Samedi soir. Saturday night. Sonia et moi sommes dans la salle de bains en train de finir de nous coiffer. Une pine-co se marie dans une ville voisine. Takchéta et caftan sont de la partie, avec toute la panoplie de la soirée mariage: cadeau, ceinture pour danser, des gâteaux pour patienter en attendant le repas posé à 2h du mat', appareil photo... Yalla! Maman est encore à Toulouse chez Mouhssin le cous', et elle a l'air de s'y plaire! Fini ses mille appels à l'heure, si je l'appelle pas, elle me calcule ap! Heureusement que je suis pas susceptible! Apres trois quarts d'heure de route avec le CD "Mariage à l'Orientale" dans le poste, histoire de nous mettre dans le bain, on arrive à la salle située dans le Val d'Oise, déjà fatiguées d'avoir chanter et bouger les épaules comme des gue-din! On va féliciter la mariée, la maman de la mariée, on pose le cadeau et se pose à une table où nos potes nous attendaient. Ca fait un bien fou de sortir de temps en temps hors de la routine, voir des têtes disparues! On se fait mille bises et ça commence à chambrer direct...

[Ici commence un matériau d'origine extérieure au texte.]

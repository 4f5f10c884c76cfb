//! Generic lifecycle engine, one instance per entity type.
//!
//! Every operation takes the caller's [`Principal`] explicitly. Writes are
//! pre-authorized; reads go through a [`ScopedView`](crate::view::ScopedView)
//! so a deny reads as "absent".

use std::sync::Arc;

use async_trait::async_trait;

use crate::authz::{Action, Guard};
use crate::error::{RegistryError, Result};
use crate::locks::{KeyLocks, LockSet};
use crate::model::{RegistryEntity, ResourceRef, Status};
use crate::ports::{Handler, Repository, Validator};
use crate::principal::Principal;
use crate::view::View;

/// Runs after the handler and before the storage delete. An error aborts
/// the delete; nothing already done by earlier hooks is undone.
#[async_trait]
pub trait DeleteHook<E: RegistryEntity>: Send + Sync {
    async fn before_delete(&self, principal: &Principal, entity: &E) -> Result<()>;
}

pub struct EntityService<E: RegistryEntity> {
    view: View<E>,
    repository: Arc<dyn Repository<E>>,
    validator: Arc<dyn Validator<E>>,
    handler: Arc<dyn Handler<E>>,
    guard: Guard,
    locks: Option<Arc<KeyLocks>>,
    delete_hooks: Vec<Arc<dyn DeleteHook<E>>>,
}

impl<E: RegistryEntity> EntityService<E> {
    pub fn new(
        repository: Arc<dyn Repository<E>>,
        validator: Arc<dyn Validator<E>>,
        handler: Arc<dyn Handler<E>>,
        guard: Guard,
    ) -> Self {
        Self {
            view: View::new(Arc::clone(&repository)),
            repository,
            validator,
            handler,
            guard,
            locks: None,
            delete_hooks: Vec::new(),
        }
    }

    /// Serialize writes through a shared lock table.
    pub fn with_locks(mut self, locks: Arc<KeyLocks>) -> Self {
        self.locks = Some(locks);
        self
    }

    /// Append a delete hook. Hooks run in the order they were added.
    pub fn with_delete_hook(mut self, hook: Arc<dyn DeleteHook<E>>) -> Self {
        self.delete_hooks.push(hook);
        self
    }

    /// Unscoped reads over this service's storage.
    pub fn view(&self) -> &View<E> {
        &self.view
    }

    pub fn guard(&self) -> &Guard {
        &self.guard
    }

    // ── Writes ───────────────────────────────────────────────

    /// Create a new entity. `Ok(None)` when storage accepted the write but
    /// returned nothing.
    pub async fn create(&self, principal: &Principal, desired: E) -> Result<Option<E>> {
        self.guard.pre_authorize(principal, Action::Create, &desired)?;
        let _held = self.lock_for_write(&desired).await?;

        tracing::debug!(kind = %E::KIND, key = %desired.key(), actor = %principal.actor_id, "creating");
        if self.view.get(desired.key()).await?.is_some() {
            return Err(RegistryError::AlreadyExists {
                kind: E::KIND,
                key: desired.key().to_string(),
            });
        }
        self.validator.validate_for_create(&desired).await?;

        let mut accepted = desired;
        let specification = self.handler.handle_insert(&accepted).await?;
        accepted.set_specification(specification);

        let saved = self.repository.save_specification(accepted).await?;
        if let Some(entity) = &saved {
            tracing::info!(kind = %E::KIND, key = %entity.key(), actor = %principal.actor_id, "created");
        }
        Ok(saved)
    }

    /// Replace the specification of an existing entity.
    pub async fn update(&self, principal: &Principal, desired: E) -> Result<Option<E>> {
        self.guard.pre_authorize(principal, Action::Update, &desired)?;
        let _held = self.lock_for_write(&desired).await?;

        tracing::debug!(kind = %E::KIND, key = %desired.key(), actor = %principal.actor_id, "updating");
        let existing = self.view.get(desired.key()).await?.ok_or_else(|| {
            RegistryError::NotFound {
                kind: E::KIND,
                key: desired.key().to_string(),
            }
        })?;
        self.validator.validate_for_update(&desired, &existing).await?;

        let mut accepted = desired;
        let specification = self.handler.handle_update(&accepted, &existing).await?;
        accepted.set_specification(specification);

        let saved = self.repository.save_specification(accepted).await?;
        if let Some(entity) = &saved {
            tracing::info!(kind = %E::KIND, key = %entity.key(), actor = %principal.actor_id, "updated");
        }
        Ok(saved)
    }

    /// Record observed state reported by an agent.
    ///
    /// No existence check, validation or handler call: agents may report
    /// status for an entity before its specification lands. Only the status
    /// is persisted; the specification carried by `entity` is ignored, and
    /// storage returns `None` until a create supplies one.
    pub async fn update_status(
        &self,
        principal: &Principal,
        mut entity: E,
        status: Status,
    ) -> Result<Option<E>> {
        self.guard
            .pre_authorize(principal, Action::UpdateStatus, &entity)?;
        let _held = self.lock_key(&entity).await?;
        entity.set_status(status);

        let key = entity.key().clone();
        let saved = self.repository.save_status(entity).await?;
        match &saved {
            Some(_) => {
                tracing::info!(kind = %E::KIND, key = %key, actor = %principal.actor_id, "status updated")
            }
            None => {
                tracing::debug!(kind = %E::KIND, key = %key, actor = %principal.actor_id, "status held until created")
            }
        }
        Ok(saved)
    }

    pub async fn delete(&self, principal: &Principal, entity: &E) -> Result<()> {
        self.guard.pre_authorize(principal, Action::Delete, entity)?;
        let _held = self.lock_key(entity).await?;

        tracing::debug!(kind = %E::KIND, key = %entity.key(), actor = %principal.actor_id, "deleting");
        self.handler.handle_delete(entity).await?;
        for hook in &self.delete_hooks {
            hook.before_delete(principal, entity).await?;
        }
        self.repository.delete(entity).await?;

        tracing::info!(kind = %E::KIND, key = %entity.key(), actor = %principal.actor_id, "deleted");
        Ok(())
    }

    // ── Reads ────────────────────────────────────────────────

    /// `None` when absent or not readable by `principal`.
    pub async fn get(&self, principal: &Principal, key: &E::Key) -> Result<Option<E>> {
        self.view.scoped(&self.guard, principal).get(key).await
    }

    /// Matching entities readable by `principal`, in storage order.
    pub async fn find_all<P>(&self, principal: &Principal, predicate: P) -> Result<Vec<E>>
    where
        P: FnMut(&E) -> bool + Send,
    {
        self.view
            .scoped(&self.guard, principal)
            .find_all(predicate)
            .await
    }

    /// Exclusive lock on the entity's own key only.
    async fn lock_key(&self, entity: &E) -> Result<Option<LockSet>> {
        match &self.locks {
            Some(locks) => Ok(Some(
                locks.acquire(ResourceRef::of(entity.key()), []).await?,
            )),
            None => Ok(None),
        }
    }

    /// Exclusive lock on the entity's key, shared locks on what it references.
    async fn lock_for_write(&self, entity: &E) -> Result<Option<LockSet>> {
        match &self.locks {
            Some(locks) => Ok(Some(
                locks
                    .acquire(ResourceRef::of(entity.key()), entity.references())
                    .await?,
            )),
            None => Ok(None),
        }
    }
}

impl<E: RegistryEntity> std::fmt::Debug for EntityService<E> {
    fn fmt(&self, f: &mut std::fmt::Formatter<'_>) -> std::fmt::Result {
        f.debug_struct("EntityService")
            .field("kind", &E::KIND)
            .field("serialized", &self.locks.is_some())
            .field("delete_hooks", &self.delete_hooks.len())
            .finish()
    }
}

- Oh Wallen, palala bsahtek le prix au concours!
- De quoi tu parles toi, quel prix?
- Fais pas la cachotière! Ben le prix du meilleur sosie de punching ball! Tu t'es fait fons-dé à ce qu'il parait!
- (Sonia rie de force, mais je sens en scred la gêne. Pour ma part, je suis morte de rire, j'avoue, elle était pas mal) C'est l'hôpital qui se fout de la charité non? Avec tes chicos en l'air tu nous fait le remix des dents de la mer tous les jours que le bon Dieu fait, et tu la ramène?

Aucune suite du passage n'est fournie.